• [REQUIREMENT]
Copy each line of the listing below where the word "directory" turns up.

• [THE RECORDS]
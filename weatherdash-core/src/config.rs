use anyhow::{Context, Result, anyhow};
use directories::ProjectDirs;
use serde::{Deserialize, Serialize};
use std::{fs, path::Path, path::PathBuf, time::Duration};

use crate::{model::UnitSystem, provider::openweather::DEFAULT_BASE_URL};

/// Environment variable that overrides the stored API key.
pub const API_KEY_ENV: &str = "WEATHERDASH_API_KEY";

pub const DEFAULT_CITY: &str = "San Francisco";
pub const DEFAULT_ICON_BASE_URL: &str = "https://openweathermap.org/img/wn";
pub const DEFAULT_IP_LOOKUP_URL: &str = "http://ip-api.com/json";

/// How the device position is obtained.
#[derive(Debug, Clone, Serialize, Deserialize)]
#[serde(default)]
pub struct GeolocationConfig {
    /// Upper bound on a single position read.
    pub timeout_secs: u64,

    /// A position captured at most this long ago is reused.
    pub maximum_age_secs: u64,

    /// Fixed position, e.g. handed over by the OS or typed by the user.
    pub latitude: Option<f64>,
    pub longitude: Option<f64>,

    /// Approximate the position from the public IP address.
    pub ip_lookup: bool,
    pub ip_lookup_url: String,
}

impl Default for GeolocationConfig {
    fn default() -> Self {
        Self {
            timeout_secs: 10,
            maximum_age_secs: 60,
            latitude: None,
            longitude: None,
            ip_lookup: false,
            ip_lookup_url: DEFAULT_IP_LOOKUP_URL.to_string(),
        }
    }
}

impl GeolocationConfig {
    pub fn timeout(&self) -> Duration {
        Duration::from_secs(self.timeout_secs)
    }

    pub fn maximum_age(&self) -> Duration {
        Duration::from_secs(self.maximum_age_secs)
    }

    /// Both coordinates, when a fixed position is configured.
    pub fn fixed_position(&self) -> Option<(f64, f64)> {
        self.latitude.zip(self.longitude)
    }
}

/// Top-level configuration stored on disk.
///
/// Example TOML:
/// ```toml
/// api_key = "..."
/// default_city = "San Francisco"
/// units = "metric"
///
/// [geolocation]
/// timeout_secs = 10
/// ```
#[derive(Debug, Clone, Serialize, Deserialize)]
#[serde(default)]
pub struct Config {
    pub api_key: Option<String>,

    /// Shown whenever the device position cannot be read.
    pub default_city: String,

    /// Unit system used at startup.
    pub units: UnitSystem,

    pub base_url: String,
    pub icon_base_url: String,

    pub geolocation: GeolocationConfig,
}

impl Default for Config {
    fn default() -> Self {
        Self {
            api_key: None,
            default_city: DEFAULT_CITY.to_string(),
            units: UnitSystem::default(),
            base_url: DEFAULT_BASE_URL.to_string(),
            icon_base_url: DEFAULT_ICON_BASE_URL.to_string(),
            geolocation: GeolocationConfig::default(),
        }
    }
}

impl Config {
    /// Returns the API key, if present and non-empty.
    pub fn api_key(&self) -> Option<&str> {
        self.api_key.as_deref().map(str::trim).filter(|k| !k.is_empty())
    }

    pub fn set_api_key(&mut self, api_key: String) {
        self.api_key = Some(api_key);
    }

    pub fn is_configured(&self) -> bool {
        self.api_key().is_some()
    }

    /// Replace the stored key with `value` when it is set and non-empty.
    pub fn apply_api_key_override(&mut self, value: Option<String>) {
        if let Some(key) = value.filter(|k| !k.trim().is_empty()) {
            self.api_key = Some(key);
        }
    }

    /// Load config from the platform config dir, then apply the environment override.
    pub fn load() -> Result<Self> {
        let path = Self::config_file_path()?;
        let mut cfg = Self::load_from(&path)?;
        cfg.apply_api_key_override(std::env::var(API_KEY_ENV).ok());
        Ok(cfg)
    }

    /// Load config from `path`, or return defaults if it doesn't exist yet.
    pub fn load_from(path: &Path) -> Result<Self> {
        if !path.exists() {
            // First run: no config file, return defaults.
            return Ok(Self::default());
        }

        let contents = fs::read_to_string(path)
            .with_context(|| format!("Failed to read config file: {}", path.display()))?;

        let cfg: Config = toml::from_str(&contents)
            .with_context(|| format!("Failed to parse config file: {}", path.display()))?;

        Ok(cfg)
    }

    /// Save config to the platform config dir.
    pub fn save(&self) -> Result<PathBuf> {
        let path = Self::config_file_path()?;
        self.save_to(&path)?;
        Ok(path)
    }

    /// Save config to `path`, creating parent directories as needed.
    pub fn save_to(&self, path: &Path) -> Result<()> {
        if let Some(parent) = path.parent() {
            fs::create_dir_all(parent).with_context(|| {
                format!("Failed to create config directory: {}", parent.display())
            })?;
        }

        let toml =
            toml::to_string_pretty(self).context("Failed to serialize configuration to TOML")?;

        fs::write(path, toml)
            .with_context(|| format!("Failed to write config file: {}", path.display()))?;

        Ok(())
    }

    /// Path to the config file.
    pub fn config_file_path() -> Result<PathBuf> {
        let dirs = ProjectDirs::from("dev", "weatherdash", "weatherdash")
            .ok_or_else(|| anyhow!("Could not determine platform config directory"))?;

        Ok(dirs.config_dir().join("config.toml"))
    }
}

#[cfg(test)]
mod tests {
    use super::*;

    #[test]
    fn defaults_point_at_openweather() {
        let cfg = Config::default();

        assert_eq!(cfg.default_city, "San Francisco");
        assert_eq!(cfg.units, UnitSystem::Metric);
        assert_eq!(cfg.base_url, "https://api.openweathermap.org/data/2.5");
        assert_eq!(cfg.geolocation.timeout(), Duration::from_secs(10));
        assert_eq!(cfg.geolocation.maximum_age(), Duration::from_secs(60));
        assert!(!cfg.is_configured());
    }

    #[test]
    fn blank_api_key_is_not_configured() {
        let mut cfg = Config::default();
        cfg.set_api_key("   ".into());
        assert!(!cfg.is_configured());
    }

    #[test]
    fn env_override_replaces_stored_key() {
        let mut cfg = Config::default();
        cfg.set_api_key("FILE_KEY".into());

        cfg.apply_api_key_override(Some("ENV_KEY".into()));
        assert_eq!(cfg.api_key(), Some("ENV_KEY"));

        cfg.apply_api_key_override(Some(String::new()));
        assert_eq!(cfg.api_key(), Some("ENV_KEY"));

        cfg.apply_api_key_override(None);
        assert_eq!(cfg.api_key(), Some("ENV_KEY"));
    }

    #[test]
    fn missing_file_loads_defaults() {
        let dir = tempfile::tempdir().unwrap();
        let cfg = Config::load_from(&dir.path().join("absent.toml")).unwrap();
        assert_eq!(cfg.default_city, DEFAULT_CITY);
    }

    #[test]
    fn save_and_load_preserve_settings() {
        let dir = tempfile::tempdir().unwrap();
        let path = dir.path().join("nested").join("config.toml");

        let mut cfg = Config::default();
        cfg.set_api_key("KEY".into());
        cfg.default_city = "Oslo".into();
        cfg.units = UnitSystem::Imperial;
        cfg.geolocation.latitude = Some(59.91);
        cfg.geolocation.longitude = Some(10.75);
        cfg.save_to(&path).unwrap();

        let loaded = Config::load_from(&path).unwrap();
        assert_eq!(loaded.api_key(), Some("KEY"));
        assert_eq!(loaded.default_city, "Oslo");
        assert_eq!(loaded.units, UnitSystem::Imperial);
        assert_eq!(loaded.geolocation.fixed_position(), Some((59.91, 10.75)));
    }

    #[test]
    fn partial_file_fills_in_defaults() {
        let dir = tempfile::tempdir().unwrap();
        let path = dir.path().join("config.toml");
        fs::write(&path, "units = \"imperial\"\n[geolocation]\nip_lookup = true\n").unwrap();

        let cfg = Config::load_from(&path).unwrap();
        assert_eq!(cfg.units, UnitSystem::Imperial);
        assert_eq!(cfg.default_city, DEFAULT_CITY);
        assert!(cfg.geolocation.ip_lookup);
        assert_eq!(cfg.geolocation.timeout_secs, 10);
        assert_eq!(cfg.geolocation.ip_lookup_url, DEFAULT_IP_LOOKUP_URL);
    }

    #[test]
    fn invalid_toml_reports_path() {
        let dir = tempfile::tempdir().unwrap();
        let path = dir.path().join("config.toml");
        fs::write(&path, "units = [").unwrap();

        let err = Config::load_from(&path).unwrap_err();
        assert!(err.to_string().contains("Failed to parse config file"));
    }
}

• [SOLUTION TO THIS PROBLEM]
                format!("Failed to create config directory: {}", parent.display())
            .ok_or_else(|| anyhow!("Could not determine platform config directory"))?;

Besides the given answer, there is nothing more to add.